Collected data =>
──────────────────────────────

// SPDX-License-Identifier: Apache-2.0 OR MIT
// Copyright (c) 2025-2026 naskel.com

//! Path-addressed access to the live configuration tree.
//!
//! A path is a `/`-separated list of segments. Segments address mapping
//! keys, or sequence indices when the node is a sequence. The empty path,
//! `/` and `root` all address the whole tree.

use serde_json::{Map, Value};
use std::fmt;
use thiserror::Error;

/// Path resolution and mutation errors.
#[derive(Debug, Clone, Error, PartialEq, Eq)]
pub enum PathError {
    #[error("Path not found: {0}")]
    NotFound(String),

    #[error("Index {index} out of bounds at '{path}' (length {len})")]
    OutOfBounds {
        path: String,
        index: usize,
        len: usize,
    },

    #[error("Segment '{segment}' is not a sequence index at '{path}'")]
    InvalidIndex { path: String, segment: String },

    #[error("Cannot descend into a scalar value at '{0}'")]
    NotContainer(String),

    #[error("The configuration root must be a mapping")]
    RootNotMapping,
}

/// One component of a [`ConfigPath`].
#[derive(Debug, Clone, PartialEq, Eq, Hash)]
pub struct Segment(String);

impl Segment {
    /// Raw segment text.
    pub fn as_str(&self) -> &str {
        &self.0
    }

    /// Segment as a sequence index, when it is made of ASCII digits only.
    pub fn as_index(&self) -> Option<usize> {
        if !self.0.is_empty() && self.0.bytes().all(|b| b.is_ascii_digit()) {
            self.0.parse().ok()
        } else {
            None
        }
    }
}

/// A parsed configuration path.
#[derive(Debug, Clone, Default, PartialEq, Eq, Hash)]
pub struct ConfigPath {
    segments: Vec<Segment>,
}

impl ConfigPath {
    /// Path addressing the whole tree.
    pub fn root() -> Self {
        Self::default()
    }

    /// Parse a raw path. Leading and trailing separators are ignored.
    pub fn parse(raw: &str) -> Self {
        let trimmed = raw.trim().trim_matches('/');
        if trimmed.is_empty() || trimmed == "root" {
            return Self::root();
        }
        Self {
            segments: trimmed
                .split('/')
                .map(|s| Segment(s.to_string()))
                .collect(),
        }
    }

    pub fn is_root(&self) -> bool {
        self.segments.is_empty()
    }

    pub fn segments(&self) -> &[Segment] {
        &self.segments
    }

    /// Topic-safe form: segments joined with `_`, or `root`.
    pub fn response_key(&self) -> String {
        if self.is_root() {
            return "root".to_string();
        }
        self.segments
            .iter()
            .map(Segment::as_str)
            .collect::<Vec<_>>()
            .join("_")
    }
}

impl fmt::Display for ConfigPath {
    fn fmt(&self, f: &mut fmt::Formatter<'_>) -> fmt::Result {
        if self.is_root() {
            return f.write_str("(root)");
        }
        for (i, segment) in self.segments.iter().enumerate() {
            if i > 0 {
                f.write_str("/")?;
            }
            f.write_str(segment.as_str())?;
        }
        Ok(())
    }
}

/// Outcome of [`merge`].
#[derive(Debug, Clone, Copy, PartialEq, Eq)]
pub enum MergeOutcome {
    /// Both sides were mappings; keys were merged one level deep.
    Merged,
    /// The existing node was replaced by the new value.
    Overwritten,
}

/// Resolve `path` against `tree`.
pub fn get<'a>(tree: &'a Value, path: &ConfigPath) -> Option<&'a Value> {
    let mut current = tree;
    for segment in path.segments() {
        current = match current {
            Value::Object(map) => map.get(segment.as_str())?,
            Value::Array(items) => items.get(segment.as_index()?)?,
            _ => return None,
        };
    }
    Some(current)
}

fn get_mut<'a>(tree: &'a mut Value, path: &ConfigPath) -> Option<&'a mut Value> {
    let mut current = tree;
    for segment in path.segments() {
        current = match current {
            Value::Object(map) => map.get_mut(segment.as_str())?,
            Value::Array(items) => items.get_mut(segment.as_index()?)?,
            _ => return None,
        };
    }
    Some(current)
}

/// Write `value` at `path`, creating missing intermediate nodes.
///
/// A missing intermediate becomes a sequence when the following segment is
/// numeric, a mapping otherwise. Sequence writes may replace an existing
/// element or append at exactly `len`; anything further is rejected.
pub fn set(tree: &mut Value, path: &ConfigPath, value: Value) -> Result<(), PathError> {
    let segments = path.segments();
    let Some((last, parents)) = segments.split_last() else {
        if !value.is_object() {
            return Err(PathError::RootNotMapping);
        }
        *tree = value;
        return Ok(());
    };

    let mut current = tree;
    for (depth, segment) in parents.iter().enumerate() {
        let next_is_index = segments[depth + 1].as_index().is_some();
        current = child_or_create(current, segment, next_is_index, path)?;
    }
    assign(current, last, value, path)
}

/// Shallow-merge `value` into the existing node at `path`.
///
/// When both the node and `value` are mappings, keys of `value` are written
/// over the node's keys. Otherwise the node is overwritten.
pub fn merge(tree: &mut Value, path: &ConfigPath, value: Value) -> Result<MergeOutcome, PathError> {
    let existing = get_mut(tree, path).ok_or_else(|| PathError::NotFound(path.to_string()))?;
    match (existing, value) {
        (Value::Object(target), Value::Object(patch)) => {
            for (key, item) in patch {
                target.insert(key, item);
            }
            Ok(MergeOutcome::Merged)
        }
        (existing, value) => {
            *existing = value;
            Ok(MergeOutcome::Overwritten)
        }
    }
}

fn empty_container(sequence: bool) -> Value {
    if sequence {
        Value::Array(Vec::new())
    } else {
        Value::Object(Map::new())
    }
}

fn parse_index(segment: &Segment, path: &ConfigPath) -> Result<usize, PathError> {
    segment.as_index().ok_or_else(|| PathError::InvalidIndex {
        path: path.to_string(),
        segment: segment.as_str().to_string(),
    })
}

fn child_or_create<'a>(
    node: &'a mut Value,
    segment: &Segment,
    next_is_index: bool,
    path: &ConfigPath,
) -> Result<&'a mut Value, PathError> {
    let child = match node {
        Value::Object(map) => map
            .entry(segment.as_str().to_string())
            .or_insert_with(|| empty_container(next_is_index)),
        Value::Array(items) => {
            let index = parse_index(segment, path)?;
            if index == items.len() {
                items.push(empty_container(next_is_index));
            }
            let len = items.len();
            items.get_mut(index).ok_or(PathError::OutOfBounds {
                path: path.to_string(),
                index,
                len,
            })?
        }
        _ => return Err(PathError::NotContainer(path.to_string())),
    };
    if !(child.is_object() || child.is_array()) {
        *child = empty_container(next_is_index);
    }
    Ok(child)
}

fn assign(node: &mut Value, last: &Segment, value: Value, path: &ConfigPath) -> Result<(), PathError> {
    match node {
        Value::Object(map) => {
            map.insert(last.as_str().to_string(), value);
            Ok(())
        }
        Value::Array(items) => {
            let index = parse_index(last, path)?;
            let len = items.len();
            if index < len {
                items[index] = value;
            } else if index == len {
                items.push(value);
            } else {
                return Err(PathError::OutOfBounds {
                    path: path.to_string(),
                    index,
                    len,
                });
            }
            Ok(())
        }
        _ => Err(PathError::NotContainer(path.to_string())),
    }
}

──────────────────────────────

Exercise => Output all the lines above. Keep each one exact.

Answer space =>
// SPDX-License-Identifier: Apache-2.0 OR MIT
// Copyright (c) 2025-2026 naskel.com

//! Path-addressed access to the live configuration tree.
//!
//! A path is a `/`-separated list of segments. Segments address mapping
//! keys, or sequence indices when the node is a sequence. The empty path,
//! `/` and `root` all address the whole tree.

use serde_json::{Map, Value};
use std::fmt;
use thiserror::Error;

/// Path resolution and mutation errors.
#[derive(Debug, Clone, Error, PartialEq, Eq)]
pub enum PathError {
    #[error("Path not found: {0}")]
    NotFound(String),

    #[error("Index {index} out of bounds at '{path}' (length {len})")]
    OutOfBounds {
        path: String,
        index: usize,
        len: usize,
    },

    #[error("Segment '{segment}' is not a sequence index at '{path}'")]
    InvalidIndex { path: String, segment: String },

    #[error("Cannot descend into a scalar value at '{0}'")]
    NotContainer(String),

    #[error("The configuration root must be a mapping")]
    RootNotMapping,
}

/// One component of a [`ConfigPath`].
#[derive(Debug, Clone, PartialEq, Eq, Hash)]
pub struct Segment(String);

impl Segment {
    /// Raw segment text.
    pub fn as_str(&self) -> &str {
        &self.0
    }

    /// Segment as a sequence index, when it is made of ASCII digits only.
    pub fn as_index(&self) -> Option<usize> {
        if !self.0.is_empty() && self.0.bytes().all(|b| b.is_ascii_digit()) {
            self.0.parse().ok()
        } else {
            None
        }
    }
}

/// A parsed configuration path.
#[derive(Debug, Clone, Default, PartialEq, Eq, Hash)]
pub struct ConfigPath {
    segments: Vec<Segment>,
}

impl ConfigPath {
    /// Path addressing the whole tree.
    pub fn root() -> Self {
        Self::default()
    }

    /// Parse a raw path. Leading and trailing separators are ignored.
    pub fn parse(raw: &str) -> Self {
        let trimmed = raw.trim().trim_matches('/');
        if trimmed.is_empty() || trimmed == "root" {
            return Self::root();
        }
        Self {
            segments: trimmed
                .split('/')
                .map(|s| Segment(s.to_string()))
                .collect(),
        }
    }

    pub fn is_root(&self) -> bool {
        self.segments.is_empty()
    }

    pub fn segments(&self) -> &[Segment] {
        &self.segments
    }

    /// Topic-safe form: segments joined with `_`, or `root`.
    pub fn response_key(&self) -> String {
        if self.is_root() {
            return "root".to_string();
        }
        self.segments
            .iter()
            .map(Segment::as_str)
            .collect::<Vec<_>>()
            .join("_")
    }
}

impl fmt::Display for ConfigPath {
    fn fmt(&self, f: &mut fmt::Formatter<'_>) -> fmt::Result {
        if self.is_root() {
            return f.write_str("(root)");
        }
        for (i, segment) in self.segments.iter().enumerate() {
            if i > 0 {
                f.write_str("/")?;
            }
            f.write_str(segment.as_str())?;
        }
        Ok(())
    }
}

/// Outcome of [`merge`].
#[derive(Debug, Clone, Copy, PartialEq, Eq)]
pub enum MergeOutcome {
    /// Both sides were mappings; keys were merged one level deep.
    Merged,
    /// The existing node was replaced by the new value.
    Overwritten,
}

/// Resolve `path` against `tree`.
pub fn get<'a>(tree: &'a Value, path: &ConfigPath) -> Option<&'a Value> {
    let mut current = tree;
    for segment in path.segments() {
        current = match current {
            Value::Object(map) => map.get(segment.as_str())?,
            Value::Array(items) => items.get(segment.as_index()?)?,
            _ => return None,
        };
    }
    Some(current)
}

fn get_mut<'a>(tree: &'a mut Value, path: &ConfigPath) -> Option<&'a mut Value> {
    let mut current = tree;
    for segment in path.segments() {
        current = match current {
            Value::Object(map) => map.get_mut(segment.as_str())?,
            Value::Array(items) => items.get_mut(segment.as_index()?)?,
            _ => return None,
        };
    }
    Some(current)
}

/// Write `value` at `path`, creating missing intermediate nodes.
///
/// A missing intermediate becomes a sequence when the following segment is
/// numeric, a mapping otherwise. Sequence writes may replace an existing
/// element or append at exactly `len`; anything further is rejected.
pub fn set(tree: &mut Value, path: &ConfigPath, value: Value) -> Result<(), PathError> {
    let segments = path.segments();
    let Some((last, parents)) = segments.split_last() else {
        if !value.is_object() {
            return Err(PathError::RootNotMapping);
        }
        *tree = value;
        return Ok(());
    };

    let mut current = tree;
    for (depth, segment) in parents.iter().enumerate() {
        let next_is_index = segments[depth + 1].as_index().is_some();
        current = child_or_create(current, segment, next_is_index, path)?;
    }
    assign(current, last, value, path)
}

/// Shallow-merge `value` into the existing node at `path`.
///
/// When both the node and `value` are mappings, keys of `value` are written
/// over the node's keys. Otherwise the node is overwritten.
pub fn merge(tree: &mut Value, path: &ConfigPath, value: Value) -> Result<MergeOutcome, PathError> {
    let existing = get_mut(tree, path).ok_or_else(|| PathError::NotFound(path.to_string()))?;
    match (existing, value) {
        (Value::Object(target), Value::Object(patch)) => {
            for (key, item) in patch {
                target.insert(key, item);
            }
            Ok(MergeOutcome::Merged)
        }
        (existing, value) => {
            *existing = value;
            Ok(MergeOutcome::Overwritten)
        }
    }
}

fn empty_container(sequence: bool) -> Value {
    if sequence {
        Value::Array(Vec::new())
    } else {
        Value::Object(Map::new())
    }
}

fn parse_index(segment: &Segment, path: &ConfigPath) -> Result<usize, PathError> {
    segment.as_index().ok_or_else(|| PathError::InvalidIndex {
        path: path.to_string(),
        segment: segment.as_str().to_string(),
    })
}

fn child_or_create<'a>(
    node: &'a mut Value,
    segment: &Segment,
    next_is_index: bool,
    path: &ConfigPath,
) -> Result<&'a mut Value, PathError> {
    let child = match node {
        Value::Object(map) => map
            .entry(segment.as_str().to_string())
            .or_insert_with(|| empty_container(next_is_index)),
        Value::Array(items) => {
            let index = parse_index(segment, path)?;
            if index == items.len() {
                items.push(empty_container(next_is_index));
            }
            let len = items.len();
            items.get_mut(index).ok_or(PathError::OutOfBounds {
                path: path.to_string(),
                index,
                len,
            })?
        }
        _ => return Err(PathError::NotContainer(path.to_string())),
    };
    if !(child.is_object() || child.is_array()) {
        *child = empty_container(next_is_index);
    }
    Ok(child)
}

fn assign(node: &mut Value, last: &Segment, value: Value, path: &ConfigPath) -> Result<(), PathError> {
    match node {
        Value::Object(map) => {
            map.insert(last.as_str().to_string(), value);
            Ok(())
        }
        Value::Array(items) => {
            let index = parse_index(last, path)?;
            let len = items.len();
            if index < len {
                items[index] = value;
            } else if index == len {
                items.push(value);
            } else {
                return Err(PathError::OutOfBounds {
                    path: path.to_string(),
                    index,
                    len,
                });
            }
            Ok(())
        }
        _ => Err(PathError::NotContainer(path.to_string())),
    }
}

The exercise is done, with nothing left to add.